▶ [Source data]:
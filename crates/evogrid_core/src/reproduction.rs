//! In-tick reproduction: mutated clones and mate pairing.

use crate::brain::GenomeLogic;
use evogrid_data::{Genome, OrganismId};
use rand::Rng;
use std::collections::VecDeque;

/// Bounded queue of organisms waiting for a mate, drained two at a time.
#[derive(Debug, Clone)]
pub struct PairingQueue {
    waiting: VecDeque<OrganismId>,
    capacity: usize,
}

impl PairingQueue {
    #[must_use]
    pub fn new(capacity: usize) -> Self {
        Self {
            waiting: VecDeque::with_capacity(capacity),
            capacity,
        }
    }

    /// Enqueues `id`. Returns `false` when the queue is full or `id` is
    /// already waiting.
    pub fn enqueue(&mut self, id: OrganismId) -> bool {
        if self.waiting.len() >= self.capacity || self.waiting.contains(&id) {
            return false;
        }
        self.waiting.push_back(id);
        true
    }

    /// Pops the two oldest waiting organisms that still satisfy `eligible`.
    /// Ineligible entries met on the way are discarded. A lone eligible
    /// organism goes back to the front of the queue.
    pub fn pop_pair<F>(&mut self, mut eligible: F) -> Option<(OrganismId, OrganismId)>
    where
        F: FnMut(OrganismId) -> bool,
    {
        let first = self.pop_eligible(&mut eligible)?;
        match self.pop_eligible(&mut eligible) {
            Some(second) => Some((first, second)),
            None => {
                self.waiting.push_front(first);
                None
            }
        }
    }

    fn pop_eligible<F>(&mut self, eligible: &mut F) -> Option<OrganismId>
    where
        F: FnMut(OrganismId) -> bool,
    {
        while let Some(id) = self.waiting.pop_front() {
            if eligible(id) {
                return Some(id);
            }
        }
        None
    }

    #[must_use]
    pub fn contains(&self, id: OrganismId) -> bool {
        self.waiting.contains(&id)
    }

    #[must_use]
    pub fn len(&self) -> usize {
        self.waiting.len()
    }

    #[must_use]
    pub fn is_empty(&self) -> bool {
        self.waiting.is_empty()
    }

    pub fn clear(&mut self) {
        self.waiting.clear();
    }
}

/// A mutated copy of the parent's genome.
pub fn asexual_offspring<R: Rng>(parent: &Genome, p_mutation: f32, rng: &mut R) -> Genome {
    let mut child = parent.clone();
    child.mutate_with_rng(p_mutation, rng);
    child
}

/// Splices two parents at a random cut and mutates both children.
pub fn sexual_offspring<R: Rng>(
    a: &Genome,
    b: &Genome,
    p_mutation: f32,
    rng: &mut R,
) -> (Genome, Genome) {
    let len = a.len().min(b.len());
    let cut = if len == 0 { 0 } else { rng.gen_range(0..=len) };
    let (mut left, mut right) = a.splice(b, cut);
    left.mutate_with_rng(p_mutation, rng);
    right.mutate_with_rng(p_mutation, rng);
    (left, right)
}
//! # Evogrid IO
//!
//! Boundary between the simulation core and the outside world.
//!
//! - Structured error handling with [`IoError`]
//! - JSON and HexDNA helpers
//! - Validated genome import and export
//! - TOML config loading
//! - Gzip population snapshots and rkyv archives

/// TOML configuration loading and saving
pub mod config;
/// Error types and result alias for I/O operations
pub mod error;
/// Genome export and validated import
pub mod genome;
/// Population snapshots and binary archives
pub mod persistence;
/// JSON and HexDNA helpers
pub mod serialization;

pub use config::{load_config, parse_config, save_config};
pub use error::{IoError, Result};
pub use genome::{export_genome, import_genome, validate_genome};
pub use persistence::{load_snapshot, save_snapshot, PopulationSnapshot};
pub use serialization::{
    from_hex_dna, from_json, is_valid_hex_dna, read_json_file, to_hex_dna, to_json, to_json_pretty,
    write_json_file,
};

▶ [Exercise directions]: Both the first line of the records above and the line containing "pub struct PairingQueue" are to be transcribed exactly, together with every line between them, and nothing else.

▶ [Expected answer]:
filename crates/evogrid_core/src/reproduction.rs
//! In-tick reproduction: mutated clones and mate pairing.

use crate::brain::GenomeLogic;
use evogrid_data::{Genome, OrganismId};
use rand::Rng;
use std::collections::VecDeque;

/// Bounded queue of organisms waiting for a mate, drained two at a time.
#[derive(Debug, Clone)]
pub struct PairingQueue {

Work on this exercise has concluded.